TASK ITEM – Your output should be the lines from the one that contains "contacts.twitter.push(href.to_string());" to the end of the listing, transcribed exactly. Include nothing else.

DATASET CONTENT –

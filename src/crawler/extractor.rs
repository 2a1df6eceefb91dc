//! Contact extraction from page markup
//!
//! This module scans the hyperlinks of a fetched page and classifies each
//! `href` into contact categories. Every href is checked against all six
//! category rules independently, so a single link can land in more than one
//! category; the raw href list is returned alongside for the traversal engine
//! to resolve and recurse into.

use scraper::{Html, Selector};

/// Candidate contact values extracted from one page
///
/// Candidates are raw strings and may contain duplicates; deduplication
/// happens when they are merged into the crawl-scoped result.
#[derive(Debug, Default, Clone, PartialEq, Eq)]
pub struct PageContacts {
    pub emails: Vec<String>,
    pub phones: Vec<String>,
    pub linkedin: Vec<String>,
    pub facebook: Vec<String>,
    pub twitter: Vec<String>,
    pub instagram: Vec<String>,

    /// Every raw href on the page, in document order, for link-following
    pub links: Vec<String>,
}

impl PageContacts {
    /// True when no contact candidate was found (links don't count)
    pub fn is_empty(&self) -> bool {
        self.emails.is_empty()
            && self.phones.is_empty()
            && self.linkedin.is_empty()
            && self.facebook.is_empty()
            && self.twitter.is_empty()
            && self.instagram.is_empty()
    }
}

/// Extracts contact candidates and raw links from an HTML document
///
/// Classification rules, each applied independently per href:
/// - `mailto:` prefix → email candidate (prefix stripped)
/// - `tel:` prefix → phone candidate (prefix stripped)
/// - contains `linkedin.com` → linkedin candidate (raw href)
/// - contains `facebook.com` → facebook candidate (raw href)
/// - contains `twitter.com` → twitter candidate (raw href)
/// - contains `instagram.com` → instagram candidate (raw href)
pub fn extract_contacts(html: &str) -> PageContacts {
    let document = Html::parse_document(html);
    let mut contacts = PageContacts::default();

    if let Ok(selector) = Selector::parse("a[href]") {
        for element in document.select(&selector) {
            let href = match element.value().attr("href") {
                Some(href) => href.trim(),
                None => continue,
            };
            if href.is_empty() {
                continue;
            }

            if let Some(address) = href.strip_prefix("mailto:") {
                contacts.emails.push(address.to_string());
            }
            if let Some(number) = href.strip_prefix("tel:") {
                contacts.phones.push(number.to_string());
            }
            if href.contains("linkedin.com") {
                contacts.linkedin.push(href.to_string());
            }
            if href.contains("facebook.com") {
                contacts.facebook.push(href.to_string());
            }
            if href.contains("twitter.com") {
                contacts.twitter.push(href.to_string());
            }
            if href.contains("instagram.com") {
                contacts.instagram.push(href.to_string());
            }

            contacts.links.push(href.to_string());
        }
    }

    contacts
}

SOLUTION TO THIS PROBLEM –
                contacts.twitter.push(href.to_string());
            }
            if href.contains("instagram.com") {
                contacts.instagram.push(href.to_string());
            }

            contacts.links.push(href.to_string());
        }
    }

    contacts
}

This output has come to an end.